Facebook should compel ought to just added general support for cryptocurrency rather than building its own proprietary token. | Source: REUTERS / Dado Ruvic

Perhaps it alarms to open the minds of users too much: from cryptocurrency they might graduate to better social media podia, like Minds.com.

What will the real value of another token pegged to the US dollar be to the crypto community? We can fake that over such a broad swath of users, the thing is bound to see some real utility. We can expect the just the same for Telegram, who’ve decided to build a blockchain from scratch – something to compete in the ever-deepening sea of smart contract platforms peer Tron and Cardano.

But if the coin is just issued by Facebook, at its discretion, without any real decentralized governance, does it equitable qualify as a cryptocurrency? That much is debatable. We’ve talked before about the properties of a cryptocurrency, and why JP Morgan’s internal stablecoin at most doesn’t fit the bill.

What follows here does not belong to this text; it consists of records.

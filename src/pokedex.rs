// 📚 Pokédex - the fixed dataset, indexed by lowercased name
//
// Loaded once at startup. Records keep their source order so that seeded
// random selection is reproducible; the index maps name → position.

use crate::entities::Pokemon;
use crate::error::{PokedleError, Result};
use rand::{Rng, RngCore};
use serde_json::Value;
use std::collections::HashMap;
use std::fs;
use std::path::Path;
use tracing::{debug, info};

/// Dataset compiled into the binary
const BUNDLED_DATA: &str = include_str!("../data/pokemon_info.json");

#[derive(Debug, Clone)]
pub struct Pokedex {
    /// Records in source order (never empty)
    entries: Vec<Pokemon>,

    /// Lowercased name → index into `entries`
    index: HashMap<String, usize>,
}

impl Pokedex {
    /// Parse a JSON array of records.
    ///
    /// Any malformed record, missing attribute, duplicate name or an empty
    /// collection fails the whole load with `DataFormat`.
    pub fn load(source: &str) -> Result<Pokedex> {
        let value: Value = serde_json::from_str(source)
            .map_err(|e| PokedleError::data_format(format!("invalid JSON: {}", e)))?;

        let items = match value {
            Value::Array(items) => items,
            _ => {
                return Err(PokedleError::data_format(
                    "expected a JSON array of Pokémon records",
                ))
            }
        };

        let mut records = Vec::with_capacity(items.len());
        for (i, item) in items.into_iter().enumerate() {
            let record = Pokemon::from_value(item).map_err(|e| match e {
                PokedleError::DataFormat(msg) => {
                    PokedleError::data_format(format!("record #{}: {}", i, msg))
                }
                other => PokedleError::data_format(format!("record #{}: {}", i, other)),
            })?;
            records.push(record);
        }

        let pokedex = Pokedex::from_records(records)?;
        info!(count = pokedex.len(), "Pokédex loaded");
        Ok(pokedex)
    }

    /// Read and parse a dataset file
    pub fn load_from_path<P: AsRef<Path>>(path: P) -> Result<Pokedex> {
        let path = path.as_ref();
        let source = fs::read_to_string(path).map_err(|source| PokedleError::Io {
            path: path.to_path_buf(),
            source,
        })?;

        debug!(path = %path.display(), "Loading Pokédex from file");
        Pokedex::load(&source)
    }

    /// The dataset shipped with the binary
    pub fn bundled() -> Result<Pokedex> {
        Pokedex::load(BUNDLED_DATA)
    }

    /// Index already-built records (same invariants as `load`)
    pub fn from_records(records: Vec<Pokemon>) -> Result<Pokedex> {
        if records.is_empty() {
            return Err(PokedleError::data_format("dataset contains no Pokémon"));
        }

        let mut index = HashMap::with_capacity(records.len());
        for (i, record) in records.iter().enumerate() {
            if let Some(previous) = index.insert(record.key(), i) {
                return Err(PokedleError::data_format(format!(
                    "duplicate name '{}' (records #{} and #{})",
                    record.name, previous, i
                )));
            }
        }

        Ok(Pokedex {
            entries: records,
            index,
        })
    }

    /// Case-insensitive exact-name lookup
    pub fn lookup(&self, name: &str) -> Result<&Pokemon> {
        let key = name.trim().to_lowercase();
        self.index
            .get(&key)
            .map(|&i| &self.entries[i])
            .ok_or(PokedleError::NotFound(key))
    }

    /// Uniformly random record. Stateless: call again for a fresh pick.
    pub fn random_entry(&self, rng: &mut dyn RngCore) -> &Pokemon {
        let i = rng.random_range(0..self.entries.len());
        &self.entries[i]
    }

    /// Autocomplete: names containing `typed` (case-insensitive), sorted.
    ///
    /// Empty input lists every name; otherwise at most `limit` names.
    pub fn suggestions(&self, typed: &str, limit: usize) -> Vec<&str> {
        let typed = typed.trim().to_lowercase();

        if typed.is_empty() {
            return self.names();
        }

        let mut matches: Vec<&str> = self
            .entries
            .iter()
            .filter(|p| p.name.to_lowercase().contains(&typed))
            .map(|p| p.name.as_str())
            .collect();
        matches.sort_unstable();
        matches.truncate(limit);
        matches
    }

    /// All display names, sorted
    pub fn names(&self) -> Vec<&str> {
        let mut names: Vec<&str> = self.entries.iter().map(|p| p.name.as_str()).collect();
        names.sort_unstable();
        names
    }

    pub fn iter(&self) -> impl Iterator<Item = &Pokemon> {
        self.entries.iter()
    }

    pub fn len(&self) -> usize {
        self.entries.len()
    }

    /// Always false for a loaded Pokédex
    pub fn is_empty(&self) -> bool {
        self.entries.is_empty()
    }
}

There is some delineation, too, between algorithmic stablecoins like MakerDAO’s Dai, which is a collateralized asset and regulated currencies like Paxos Standard. The Dai essentially relies on the market to determine the validity of its tokens – coins are backed by at particle 150% their value in Ethereum, which provides a pretty good cushion to ensure liquidity.

LOL Zuckerbucks

As Minds.com CEO Reckoning Ottman has said, it’s fabulous that Jack Dorsey and Mark Zuckerberg, proprietors of the tools of mass distraction for a unbroken generation, are interested in sound money. It’s good that they’re investing resources into blockchain technologies. But if they don’t perambulate the walk, why should we listen to them talk?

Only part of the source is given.